Task brief – The entries that follow are to be duplicated in full, character for character.
--- START ---
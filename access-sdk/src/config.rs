//! Configuration for the Access client and its HTTP transport

use crate::{Error, Result};
use config::{ConfigError, Environment};
use serde::{Deserialize, Serialize};
use std::fmt;

/// API response version requested when none is configured
pub const DEFAULT_API_VERSION: &str = "0320";

/// Merchant ids must be strictly greater than this
pub const MERCHANT_ID_LOWER_BOUND: i64 = 99_999;

/// Merchant ids must be strictly less than this
pub const MERCHANT_ID_UPPER_BOUND: i64 = 1_000_000;

/// Prefix for environment variables (`ACCESS_HOST`, `ACCESS_API_KEY`, ...)
pub const ENV_PREFIX: &str = "ACCESS";

fn default_api_version() -> String {
    DEFAULT_API_VERSION.to_string()
}

/// Merchant identity and target host
#[derive(Clone, Serialize, Deserialize, PartialEq, Eq)]
pub struct ClientConfig {
    /// Fully qualified host of the Access server (e.g. api-sandbox01.kountaccess.com)
    pub host: String,

    /// Six digit merchant number
    pub merchant_id: i64,

    /// API key issued to the merchant
    pub api_key: String,

    /// Response version tag sent as `v`
    #[serde(default = "default_api_version")]
    pub api_version: String,
}

impl ClientConfig {
    /// Create config using the default API version
    pub fn new(host: impl Into<String>, merchant_id: i64, api_key: impl Into<String>) -> Self {
        Self {
            host: host.into(),
            merchant_id,
            api_key: api_key.into(),
            api_version: default_api_version(),
        }
    }

    /// Override the API version
    pub fn with_api_version(mut self, api_version: impl Into<String>) -> Self {
        self.api_version = api_version.into();
        self
    }

    /// Load from `ACCESS_*` environment variables (and `.env` if present).
    ///
    /// Missing values load as empty and are rejected later by [`ClientConfig::validate`].
    pub fn from_env() -> std::result::Result<Self, ConfigError> {
        dotenv::dotenv().ok();

        config::Config::builder()
            .set_default("host", "")?
            .set_default("merchant_id", 0)?
            .set_default("api_key", "")?
            .set_default("api_version", DEFAULT_API_VERSION)?
            .add_source(Environment::with_prefix(ENV_PREFIX))
            .build()?
            .try_deserialize()
    }

    /// Check construction parameters, failing on the first violation.
    ///
    /// Order: host, api key present, api key non-blank, merchant id range.
    pub fn validate(&self) -> Result<()> {
        if self.host.is_empty() {
            return Err(Error::invalid("Missing host"));
        }

        if self.api_key.is_empty() {
            return Err(Error::invalid("Missing apiKey"));
        }

        if self.api_key.trim().is_empty() {
            return Err(Error::invalid(format!("Invalid apiKey({})", self.api_key)));
        }

        if self.merchant_id <= MERCHANT_ID_LOWER_BOUND || self.merchant_id >= MERCHANT_ID_UPPER_BOUND {
            return Err(Error::invalid(format!(
                "Invalid merchantId ({}). Must be between {} and {}",
                self.merchant_id,
                MERCHANT_ID_LOWER_BOUND + 1,
                MERCHANT_ID_UPPER_BOUND - 1
            )));
        }

        Ok(())
    }
}

// The api key stays out of logs.
impl fmt::Debug for ClientConfig {
    fn fmt(&self, f: &mut fmt::Formatter<'_>) -> fmt::Result {
        f.debug_struct("ClientConfig")
            .field("host", &self.host)
            .field("merchant_id", &self.merchant_id)
            .field("api_key", &"<redacted>")
            .field("api_version", &self.api_version)
            .finish()
    }
}

/// Settings for the default reqwest transport
#[derive(Debug, Clone, Serialize, Deserialize, PartialEq, Eq)]
pub struct TransportConfig {
    /// Whole-request timeout in seconds (0 disables it)
    pub timeout_seconds: u64,

    /// Connect timeout in seconds (0 disables it)
    pub connect_timeout_seconds: u64,

    /// User-Agent header value
    pub user_agent: String,
}

impl Default for TransportConfig {
    fn default() -> Self {
        Self {
            timeout_seconds: 30,
            connect_timeout_seconds: 10,
            user_agent: format!("access-sdk-rust/{}", env!("CARGO_PKG_VERSION")),
        }
    }
}

impl TransportConfig {
    /// Load from `ACCESS_TIMEOUT_SECONDS`, `ACCESS_CONNECT_TIMEOUT_SECONDS`, `ACCESS_USER_AGENT`
    pub fn from_env() -> std::result::Result<Self, ConfigError> {
        dotenv::dotenv().ok();

        let defaults = Self::default();
        config::Config::builder()
            .set_default("timeout_seconds", defaults.timeout_seconds)?
            .set_default("connect_timeout_seconds", defaults.connect_timeout_seconds)?
            .set_default("user_agent", defaults.user_agent)?
            .add_source(Environment::with_prefix(ENV_PREFIX))
            .build()?
            .try_deserialize()
    }
}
--- END ---
Answer section –
filename access-sdk/src/config.rs
//! Configuration for the Access client and its HTTP transport

use crate::{Error, Result};
use config::{ConfigError, Environment};
use serde::{Deserialize, Serialize};
use std::fmt;

/// API response version requested when none is configured
pub const DEFAULT_API_VERSION: &str = "0320";

/// Merchant ids must be strictly greater than this
pub const MERCHANT_ID_LOWER_BOUND: i64 = 99_999;

/// Merchant ids must be strictly less than this
pub const MERCHANT_ID_UPPER_BOUND: i64 = 1_000_000;

/// Prefix for environment variables (`ACCESS_HOST`, `ACCESS_API_KEY`, ...)
pub const ENV_PREFIX: &str = "ACCESS";

fn default_api_version() -> String {
    DEFAULT_API_VERSION.to_string()
}

/// Merchant identity and target host
#[derive(Clone, Serialize, Deserialize, PartialEq, Eq)]
pub struct ClientConfig {
    /// Fully qualified host of the Access server (e.g. api-sandbox01.kountaccess.com)
    pub host: String,

    /// Six digit merchant number
    pub merchant_id: i64,

    /// API key issued to the merchant
    pub api_key: String,

    /// Response version tag sent as `v`
    #[serde(default = "default_api_version")]
    pub api_version: String,
}

impl ClientConfig {
    /// Create config using the default API version
    pub fn new(host: impl Into<String>, merchant_id: i64, api_key: impl Into<String>) -> Self {
        Self {
            host: host.into(),
            merchant_id,
            api_key: api_key.into(),
            api_version: default_api_version(),
        }
    }

    /// Override the API version
    pub fn with_api_version(mut self, api_version: impl Into<String>) -> Self {
        self.api_version = api_version.into();
        self
    }

    /// Load from `ACCESS_*` environment variables (and `.env` if present).
    ///
    /// Missing values load as empty and are rejected later by [`ClientConfig::validate`].
    pub fn from_env() -> std::result::Result<Self, ConfigError> {
        dotenv::dotenv().ok();

        config::Config::builder()
            .set_default("host", "")?
            .set_default("merchant_id", 0)?
            .set_default("api_key", "")?
            .set_default("api_version", DEFAULT_API_VERSION)?
            .add_source(Environment::with_prefix(ENV_PREFIX))
            .build()?
            .try_deserialize()
    }

    /// Check construction parameters, failing on the first violation.
    ///
    /// Order: host, api key present, api key non-blank, merchant id range.
    pub fn validate(&self) -> Result<()> {
        if self.host.is_empty() {
            return Err(Error::invalid("Missing host"));
        }

        if self.api_key.is_empty() {
            return Err(Error::invalid("Missing apiKey"));
        }

        if self.api_key.trim().is_empty() {
            return Err(Error::invalid(format!("Invalid apiKey({})", self.api_key)));
        }

        if self.merchant_id <= MERCHANT_ID_LOWER_BOUND || self.merchant_id >= MERCHANT_ID_UPPER_BOUND {
            return Err(Error::invalid(format!(
                "Invalid merchantId ({}). Must be between {} and {}",
                self.merchant_id,
                MERCHANT_ID_LOWER_BOUND + 1,
                MERCHANT_ID_UPPER_BOUND - 1
            )));
        }

        Ok(())
    }
}

// The api key stays out of logs.
impl fmt::Debug for ClientConfig {
    fn fmt(&self, f: &mut fmt::Formatter<'_>) -> fmt::Result {
        f.debug_struct("ClientConfig")
            .field("host", &self.host)
            .field("merchant_id", &self.merchant_id)
            .field("api_key", &"<redacted>")
            .field("api_version", &self.api_version)
            .finish()
    }
}

/// Settings for the default reqwest transport
#[derive(Debug, Clone, Serialize, Deserialize, PartialEq, Eq)]
pub struct TransportConfig {
    /// Whole-request timeout in seconds (0 disables it)
    pub timeout_seconds: u64,

    /// Connect timeout in seconds (0 disables it)
    pub connect_timeout_seconds: u64,

    /// User-Agent header value
    pub user_agent: String,
}

impl Default for TransportConfig {
    fn default() -> Self {
        Self {
            timeout_seconds: 30,
            connect_timeout_seconds: 10,
            user_agent: format!("access-sdk-rust/{}", env!("CARGO_PKG_VERSION")),
        }
    }
}

impl TransportConfig {
    /// Load from `ACCESS_TIMEOUT_SECONDS`, `ACCESS_CONNECT_TIMEOUT_SECONDS`, `ACCESS_USER_AGENT`
    pub fn from_env() -> std::result::Result<Self, ConfigError> {
        dotenv::dotenv().ok();

        let defaults = Self::default();
        config::Config::builder()
            .set_default("timeout_seconds", defaults.timeout_seconds)?
            .set_default("connect_timeout_seconds", defaults.connect_timeout_seconds)?
            .set_default("user_agent", defaults.user_agent)?
            .add_source(Environment::with_prefix(ENV_PREFIX))
            .build()?
            .try_deserialize()
    }
}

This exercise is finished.